Theory and Numerical Approximations of Fractional Integrals and Derivatives

The fractional calculus, with its fractional derivatives and integrals, goes back as far as Leibnitz. Up until about 1970 it was at most a peripheral topic. In the years since 1970 the number of publications using the fractional calculus has grown enormously.

 

Interest in the subject is driven in part by applications in physics and biology. One of the main application areas has been in anomalous diffusion and related transport problems.

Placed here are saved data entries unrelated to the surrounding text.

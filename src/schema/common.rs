use poem_openapi::Object;
use serde::Deserialize;

#[derive(Object, Deserialize)]
pub struct BadRequestResponse {
    pub message: String,
}

#[derive(Object, Deserialize)]
pub struct UnauthorizedResponse {
    pub message: String,
}

impl Default for UnauthorizedResponse {
    fn default() -> Self {
        Self {
            message: "Unauthorized".to_string(),
        }
    }
}

#[derive(Object, Deserialize)]
pub struct ForbiddenResponse {
    pub message: String,
}

impl Default for ForbiddenResponse {
    fn default() -> Self {
        Self {
            message: "Forbidden".to_string(),
        }
    }
}

#[derive(Object, Deserialize)]
pub struct NotFoundResponse {
    pub message: String,
}

#[derive(Object, Deserialize)]
pub struct ConflictResponse {
    pub message: String,
}

#[derive(Object, Deserialize)]
pub struct InternalServerErrorResponse {
    pub message: String,
}

impl InternalServerErrorResponse {
    /// Logs the failing module/function/step with the underlying error and
    /// returns a generic body. Internal detail stays in the log.
    pub fn new(module: &str, function: &str, step: &str, error: &str) -> Self {
        tracing::error!(module, function, step, error, "internal server error");
        Self {
            message: "Internal server error".to_string(),
        }
    }
}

The fractional calculus creates derivatives that are not local and are capable of incorporating memory.

 

 A significant obstacle to learning how to use fractional derivatives and integrals is that there are a huge number of essentially non-equivalent formulations. One of the purposes of the first part of this book is to identify the primary variations and to describe the relationships between them. In this book fractional derivatives of Riemann-Liouville, Caputo and Riesz type are treated at some length, as is the fractional Laplacian. Three more variations are described briefly.

 

Fractional calculus also offers challenges to our usual intuitions. For example, the Riemann-Liouville 1/2-order derivative of the constant function \( f(x)=1 \) is not zero, and the derivatives of order \( 1/2 \) for \( \sin(x) \) and \( \cos(x) \) involve a Fresnel integral.

 

Most of the rest of the book after the introductory chapters presents numerical methods for evaluating fractional integrals and derivatives. The authors claim to have included nearly all the existing results for numerical approximations of this kind. Detailed derivations are provided for many of these. The last chapter uses an example of a one-dimensional continuous-time random walk model to show its physical interpretation and how the integral definition of the fractional Laplacian emerges.

 

This is a comprehensive text; it is detailed, complete and intense – aimed at specialists and those wishing to get deep into the subject.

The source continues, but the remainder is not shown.